HOUSE BILL REPORT

HB 1625


 

 

 




As Reported by House Committee On:

Agriculture & Natural Resources

 

Title: An act relating to levying an assessment on certain agricultural plants.

 

Brief Description: Levying an assessment on certain agricultural plants.

 

Sponsors: Representatives Linville and Schoesler; by request of Department of Agriculture.


Brief History:

Committee Activity:

Agriculture & Natural Resources: 2/14/03, 2/18/03 [DPS].

 

Brief Summary of Substitute Bill

    Allows the horticultural assessment on fruit trees and certain ornamentals to be increased beyond the fiscal growth factor for the fiscal year ending June 30, 2004, under certain circumstances.



 

HOUSE COMMITTEE ON AGRICULTURE & NATURAL RESOURCES


Majority Report: The substitute bill be substituted therefor and the substitute bill do pass. Signed by 13 members: Representatives Linville, Chair; Rockefeller, Vice Chair; Schoesler, Ranking Minority Member; Holmquist, Assistant Ranking Minority Member; Kristiansen, Assistant Ranking Minority Member; Chandler, Eickmeyer, Grant, Hunt, McDermott, Orcutt, Quall and Sump.

 

Staff: Kenneth Hirst (786-7105).

 

Background:

 

An annual assessment is levied on the sale price of all horticultural plants of the botanical genera for grapevines; quinces; hawthorns; apple and crab apple trees; almond, apricot, cherry, nectarine, peach, and plum trees; pears; and whitebeams and mountain ashes.

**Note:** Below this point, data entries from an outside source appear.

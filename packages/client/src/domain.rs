//! Domain logic for client-side operations.
//!
//! This module contains pure functions that implement business logic
//! without side effects, making them easy to test.

use hiroba_server::domain::IDENTITY_CONFLICT_REASON;

use crate::error::ClientError;

/// WebSocket close code the relay uses for refused connections
pub const POLICY_VIOLATION: u16 = 1008;

/// Which endpoint the client talks to
#[derive(Debug, Clone, PartialEq, Eq)]
pub enum ClientMode {
    Participant {
        client_id: String,
        session_password: Option<String>,
        user_password: Option<String>,
    },
    Viewer,
}

/// Resolved command line options
#[derive(Debug, Clone, PartialEq, Eq)]
pub struct ClientOptions {
    /// Base URL of the relay, e.g. `ws://127.0.0.1:8080`
    pub url: String,
    pub session_id: String,
    pub mode: ClientMode,
}

impl ClientOptions {
    pub fn new(
        url: String,
        session_id: String,
        client_id: Option<String>,
        session_password: Option<String>,
        user_password: Option<String>,
        viewer: bool,
    ) -> Result<Self, ClientError> {
        if session_id.trim().is_empty() {
            return Err(ClientError::InvalidArguments(
                "session id must not be empty".to_string(),
            ));
        }
        let mode = if viewer {
            ClientMode::Viewer
        } else {
            let client_id = client_id.filter(|id| !id.trim().is_empty()).ok_or_else(|| {
                ClientError::InvalidArguments(
                    "--client-id is required unless --viewer is given".to_string(),
                )
            })?;
            ClientMode::Participant {
                client_id,
                session_password,
                user_password,
            }
        };
        Ok(Self {
            url: url.trim_end_matches('/').to_string(),
            session_id,
            mode,
        })
    }

    pub fn client_id(&self) -> Option<&str> {
        match &self.mode {
            ClientMode::Participant { client_id, .. } => Some(client_id),
            ClientMode::Viewer => None,
        }
    }

    /// Full endpoint URL including the query string
    pub fn endpoint_url(&self) -> String {
        let mut params = vec![("session_id", self.session_id.as_str())];
        let path = match &self.mode {
            ClientMode::Participant {
                client_id,
                session_password,
                user_password,
            } => {
                params.push(("client_id", client_id));
                if let Some(password) = session_password {
                    params.push(("session_password", password));
                }
                if let Some(password) = user_password {
                    params.push(("user_password", password));
                }
                "/ws"
            }
            ClientMode::Viewer => "/ws/viewer",
        };
        let query: Vec<String> = params
            .into_iter()
            .map(|(key, value)| format!("{}={}", key, encode_query_value(value)))
            .collect();
        format!("{}{}?{}", self.url, path, query.join("&"))
    }
}

/// Percent-encode everything outside the unreserved set
fn encode_query_value(value: &str) -> String {
    let mut encoded = String::with_capacity(value.len());
    for byte in value.bytes() {
        match byte {
            b'A'..=b'Z' | b'a'..=b'z' | b'0'..=b'9' | b'-' | b'_' | b'.' | b'~' => {
                encoded.push(byte as char)
            }
            _ => encoded.push_str(&format!("%{:02X}", byte)),
        }
    }
    encoded
}

/// Classify a close frame received before the client chose to leave.
pub fn close_error(code: u16, reason: &str, client_id: Option<&str>) -> ClientError {
    if code == POLICY_VIOLATION {
        if reason == IDENTITY_CONFLICT_REASON {
            return ClientError::IdentityConflict(client_id.unwrap_or_default().to_string());
        }
        return ClientError::Refused(reason.to_string());
    }
    ClientError::ConnectionError(format!("closed by server ({}): {}", code, reason))
}

/// Check if the client should exit immediately based on the error type.
///
/// # Returns
///
/// `true` if the error requires immediate exit (identity conflict or a refusal),
/// `false` otherwise
pub fn should_exit_immediately(error: &ClientError) -> bool {
    matches!(
        error,
        ClientError::IdentityConflict(_)
            | ClientError::Refused(_)
            | ClientError::InvalidArguments(_)
    )
}

/// Check if the client should attempt to reconnect.
///
/// # Arguments
///
/// * `error` - The client error that occurred
/// * `current_attempt` - The current reconnection attempt count (0-indexed)
/// * `max_attempts` - The maximum number of reconnection attempts allowed
pub fn should_attempt_reconnect(
    error: &ClientError,
    current_attempt: u32,
    max_attempts: u32,
) -> bool {
    if should_exit_immediately(error) {
        return false;
    }

    current_attempt < max_attempts
}

#[cfg(test)]
mod tests {
    use super::*;

    fn participant(client_id: &str) -> ClientOptions {
        ClientOptions::new(
            "ws://127.0.0.1:8080/".to_string(),
            "s1".to_string(),
            Some(client_id.to_string()),
            None,
            None,
            false,
        )
        .unwrap()
    }

    #[test]
    fn test_participant_url_encodes_query() {
        // テスト項目: participant の接続 URL はクエリ値をエンコードして /ws に向く
        // given (前提条件):
        let mut options = participant("alice smith");
        if let ClientMode::Participant {
            session_password, ..
        } = &mut options.mode
        {
            *session_password = Some("p&w".to_string());
        }

        // when (操作):
        let url = options.endpoint_url();

        // then (期待する結果):
        assert_eq!(
            url,
            "ws://127.0.0.1:8080/ws?session_id=s1&client_id=alice%20smith&session_password=p%26w"
        );
    }

    #[test]
    fn test_viewer_url() {
        // テスト項目: viewer は client_id なしで /ws/viewer に接続する
        let options = ClientOptions::new(
            "ws://localhost:8080".to_string(),
            "s1".to_string(),
            None,
            None,
            None,
            true,
        )
        .unwrap();

        assert_eq!(options.endpoint_url(), "ws://localhost:8080/ws/viewer?session_id=s1");
        assert_eq!(options.client_id(), None);
    }

    #[test]
    fn test_participant_requires_client_id() {
        // テスト項目: viewer でなければ client_id は必須
        let result = ClientOptions::new(
            "ws://localhost:8080".to_string(),
            "s1".to_string(),
            None,
            None,
            None,
            false,
        );

        assert!(matches!(result, Err(ClientError::InvalidArguments(_))));
    }

    #[test]
    fn test_close_error_identity_conflict() {
        // テスト項目: 予約済みの理由で閉じられたら IdentityConflict と判定される
        // given (前提条件):
        let reason = "Client ID already in use";

        // when (操作):
        let error = close_error(1008, reason, Some("alice"));

        // then (期待する結果):
        assert_eq!(error, ClientError::IdentityConflict("alice".to_string()));
        assert!(should_exit_immediately(&error));
    }

    #[test]
    fn test_close_error_other_refusal() {
        // テスト項目: 1008 のその他の理由は Refused で、再接続しない
        let error = close_error(1008, "Authentication failed", Some("alice"));

        assert_eq!(error, ClientError::Refused("Authentication failed".to_string()));
        assert!(!should_attempt_reconnect(&error, 0, 5));
    }

    #[test]
    fn test_close_error_unexpected_close_is_retryable() {
        // テスト項目: 1008 以外のクローズは接続エラー扱いで再接続対象
        let error = close_error(1011, "", Some("alice"));

        assert!(matches!(error, ClientError::ConnectionError(_)));
        assert!(should_attempt_reconnect(&error, 0, 5));
    }

    #[test]
    fn test_should_attempt_reconnect_within_limit() {
        // テスト項目: 再接続回数が上限未満の場合、再接続すべきと判定される
        // given (前提条件):
        let error = ClientError::ConnectionError("network error".to_string());

        // when (操作):
        let result = should_attempt_reconnect(&error, 4, 5);

        // then (期待する結果):
        assert!(result);
    }

    #[test]
    fn test_should_attempt_reconnect_at_limit() {
        // テスト項目: 再接続回数が上限に達した場合、再接続すべきではないと判定される
        // given (前提条件):
        let error = ClientError::ConnectionError("network error".to_string());

        // when (操作):
        let result = should_attempt_reconnect(&error, 5, 5);

        // then (期待する結果):
        assert!(!result);
    }
}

The assessment is on the wholesale market value of those sales and, except for certain rootstock, is based on the first sale price of the nursery stock. The rate of assessment is determined by the Director of Agriculture (Director) by rule as being that needed to carry out grapevine and fruit tree certification and nursery improvement programs.

 

Initiative 601 was approved in the November 1993 general election. A provision of the initiative states that no fee may increase in any fiscal year by a percentage in excess of the fiscal growth factor for that fiscal year without prior legislative approval. The Forest Products Commission is exempted from this limitation as are referendum approved assessments of agricultural commodity commissions and boards. The fiscal growth factor for a fiscal year is the average of the sum of inflation and population change for each of the prior three fiscal years.

 


 

 

Summary of Substitute Bill:

 

The annual assessment that is levied on horticultural plants may, except for the assessment on grapevines, be increased by the Director in excess of the fiscal growth factor for the fiscal year ending June 30, 2004. However, the bill is null and void if any moneys that have been deposited in the Agricultural Local Fund are transferred, or are authorized to be transferred, to the General Fund by legislation enacted this year before July 1, 2003.

 

Substitute Bill Compared to Original Bill:

 

The null and void clause was added by the substitute.

 


 

 

Appropriation: None.

 

Fiscal Note: Available.

 

Effective Date of Substitute Bill: The bill takes effect 90 days after adjournment of session in which bill is passed. However, the bill is null and void if certain transfers of funds to the General Fund take place during this fiscal year.

 

Testimony For: 1) The largest part of the current program is the voluntary inspection of plants to certify that they are virus free. 2) An advisory committee from the industry that pays these fees has recommended that they be increased. The fees have not been increased since 1971. Without the increase, the program will be insolvent in the next one to two years. 3) Under World Trade Organization agreements, the federal government must have a mandatory inspection program; the state's program will be essential to ensure that this state's growers have a source of disease-free stock and to meet the requirements of our trading partners.

 

Testimony Against: None.

 

Testified: Leslie Emerick and Tom Wessels, Washington State Department of Agriculture.